Entries taken from a collection:

//! Reply texts and their validation.

use std::path::Path;

use serde::{Deserialize, Serialize};
use thiserror::Error;

use super::MAX_MESSAGE_LENGTH;

/// Placeholder replaced by the incoming message text in `echo_template`.
pub const TEXT_PLACEHOLDER: &str = "{text}";

/// Errors that can occur while loading or validating reply texts.
#[derive(Debug, Error)]
pub enum ReplyConfigError {
    #[error("Reply field '{field}' is empty")]
    Empty { field: &'static str },

    #[error("Reply field '{field}' exceeds maximum length: {length} > {max_length}")]
    TooLong {
        field: &'static str,
        length: usize,
        max_length: usize,
    },

    #[error("Echo template must contain the {{text}} placeholder")]
    MissingPlaceholder,

    #[error("Failed to read configuration file: {0}")]
    IoError(#[from] std::io::Error),

    #[error("Failed to parse configuration file: {0}")]
    ParseError(#[from] serde_json::Error),
}

/// Texts the bot replies with.
#[derive(Debug, Clone, Serialize, Deserialize, PartialEq, Eq)]
pub struct ReplyConfig {
    /// Sent in response to `/start`.
    #[serde(default = "default_greeting")]
    pub greeting: String,

    /// Template for echoing plain text messages.
    #[serde(default = "default_echo_template")]
    pub echo_template: String,

    /// Sent in response to `/help`.
    #[serde(default = "default_help")]
    pub help: String,
}

fn default_greeting() -> String {
    "Hello! Your bot is now running 🚀".to_owned()
}

fn default_echo_template() -> String {
    format!("You said: {TEXT_PLACEHOLDER}")
}

fn default_help() -> String {
    "Send me any text and I will repeat it back.\n\n\
     /start - Show the greeting\n\
     /help - Show this message"
        .to_owned()
}

impl Default for ReplyConfig {
    fn default() -> Self {
        Self {
            greeting: default_greeting(),
            echo_template: default_echo_template(),
            help: default_help(),
        }
    }
}

impl ReplyConfig {
    /// Loads reply texts from a JSON file. Missing fields take their defaults.
    ///
    /// # Errors
    ///
    /// Returns an error if the file cannot be read or parsed.
    pub fn load_from_file(path: impl AsRef<Path>) -> Result<Self, ReplyConfigError> {
        let content = std::fs::read_to_string(path)?;
        let config: Self = serde_json::from_str(&content)?;
        Ok(config)
    }

    /// Saves reply texts to a JSON file.
    ///
    /// # Errors
    ///
    /// Returns an error if the file cannot be written.
    pub fn save_to_file(&self, path: impl AsRef<Path>) -> Result<(), ReplyConfigError> {
        let content = serde_json::to_string_pretty(self)?;
        std::fs::write(path, content)?;
        Ok(())
    }

    /// Validates all reply texts.
    ///
    /// # Errors
    ///
    /// Returns the first validation error encountered.
    pub fn validate(&self) -> Result<(), ReplyConfigError> {
        check_text("greeting", &self.greeting)?;
        check_text("help", &self.help)?;
        check_text("echo_template", &self.echo_template)?;

        if !self.echo_template.contains(TEXT_PLACEHOLDER) {
            return Err(ReplyConfigError::MissingPlaceholder);
        }

        Ok(())
    }

    /// Renders the echo reply for an incoming message.
    ///
    /// The result never exceeds [`MAX_MESSAGE_LENGTH`] UTF-16 code units.
    #[must_use]
    pub fn render_echo(&self, text: &str) -> String {
        let rendered = self.echo_template.replacen(TEXT_PLACEHOLDER, text, 1);
        fit_message(rendered)
    }

    /// Creates an example configuration.
    #[must_use]
    pub fn example() -> Self {
        Self {
            greeting: "Hi there! Send me a message and I'll echo it back.".to_owned(),
            echo_template: format!("You said: {TEXT_PLACEHOLDER}"),
            help: default_help(),
        }
    }
}

fn check_text(field: &'static str, text: &str) -> Result<(), ReplyConfigError> {
    if text.trim().is_empty() {
        return Err(ReplyConfigError::Empty { field });
    }

    let length = utf16_len(text);
    if length > MAX_MESSAGE_LENGTH {
        return Err(ReplyConfigError::TooLong {
            field,
            length,
            max_length: MAX_MESSAGE_LENGTH,
        });
    }

    Ok(())
}

/// Message length as Telegram counts it, in UTF-16 code units.
fn utf16_len(text: &str) -> usize {
    text.encode_utf16().count()
}

/// Truncates a message to Telegram's length limit, marking the cut with `…`.
///
/// The cut lands on a char boundary, so surrogate pairs are never split.
fn fit_message(text: String) -> String {
    if utf16_len(&text) <= MAX_MESSAGE_LENGTH {
        return text;
    }

    let budget = MAX_MESSAGE_LENGTH - '…'.len_utf16();
    let mut used = 0;
    let mut truncated: String = text
        .chars()
        .take_while(|c| {
            used += c.len_utf16();
            used <= budget
        })
        .collect();
    truncated.push('…');
    truncated
}

#[cfg(test)]
mod tests {
    use super::*;

    #[test]
    fn test_default_is_valid() {
        let config = ReplyConfig::default();
        assert!(config.validate().is_ok());
        assert_eq!(config.greeting, "Hello! Your bot is now running 🚀");
        assert!(ReplyConfig::example().validate().is_ok());
    }

    #[test]
    fn test_render_echo() {
        let config = ReplyConfig::default();
        assert_eq!(config.render_echo("hi"), "You said: hi");
        assert_eq!(config.render_echo("  spaced  "), "You said:   spaced  ");
    }

    #[test]
    fn test_render_echo_does_not_expand_placeholder_in_text() {
        let config = ReplyConfig::default();
        assert_eq!(config.render_echo("{text}"), "You said: {text}");
    }

    #[test]
    fn test_render_echo_truncates() {
        let config = ReplyConfig::default();
        let long = "я".repeat(MAX_MESSAGE_LENGTH);
        let reply = config.render_echo(&long);

        assert_eq!(reply.chars().count(), MAX_MESSAGE_LENGTH);
        assert!(reply.starts_with("You said: я"));
        assert!(reply.ends_with('…'));
    }

    #[test]
    fn test_render_echo_counts_utf16_units() {
        let config = ReplyConfig::default();
        let emoji = "😀".repeat(MAX_MESSAGE_LENGTH / 2);
        let reply = config.render_echo(&emoji);

        assert!(utf16_len(&reply) <= MAX_MESSAGE_LENGTH);
        assert!(reply.ends_with("😀…"));
        // "You said: " is 10 units, each emoji 2, the ellipsis 1.
        assert_eq!(reply.chars().filter(|c| *c == '😀').count(), 2042);
    }

    #[test]
    fn test_fixed_text_length_in_utf16_units() {
        let config = ReplyConfig {
            greeting: "😀".repeat(MAX_MESSAGE_LENGTH / 2 + 1),
            ..ReplyConfig::default()
        };
        assert!(matches!(
            config.validate(),
            Err(ReplyConfigError::TooLong {
                field: "greeting",
                length: 4098,
                ..
            })
        ));
    }

    #[test]
    fn test_missing_placeholder() {
        let config = ReplyConfig {
            echo_template: "You said something".to_owned(),
            ..ReplyConfig::default()
        };
        assert!(matches!(
            config.validate(),
            Err(ReplyConfigError::MissingPlaceholder)
        ));
    }

    #[test]
    fn test_empty_greeting() {
        let config = ReplyConfig {
            greeting: "   ".to_owned(),
            ..ReplyConfig::default()
        };
        assert!(matches!(
            config.validate(),
            Err(ReplyConfigError::Empty { field: "greeting" })
        ));
    }

    #[test]
    fn test_too_long_help() {
        let config = ReplyConfig {
            help: "x".repeat(MAX_MESSAGE_LENGTH + 1),
            ..ReplyConfig::default()
        };
        assert!(matches!(
            config.validate(),
            Err(ReplyConfigError::TooLong { field: "help", .. })
        ));
    }

    #[test]
    fn test_partial_json_uses_defaults() {
        let config: ReplyConfig = serde_json::from_str(r#"{"greeting": "Yo"}"#).unwrap();
        assert_eq!(config.greeting, "Yo");
        assert_eq!(config.echo_template, "You said: {text}");
    }

    #[test]
    fn test_save_and_load() {
        let path = std::env::temp_dir().join(format!("echo_bot_replies_{}.json", std::process::id()));
        let config = ReplyConfig::example();

        config.save_to_file(&path).unwrap();
        let loaded = ReplyConfig::load_from_file(&path).unwrap();
        std::fs::remove_file(&path).ok();

        assert_eq!(loaded, config);
    }
}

PROMPT -
Search the data above for the word "impl" and say how many lines contain it, giving only that number.

OUTPUT BELOW -
4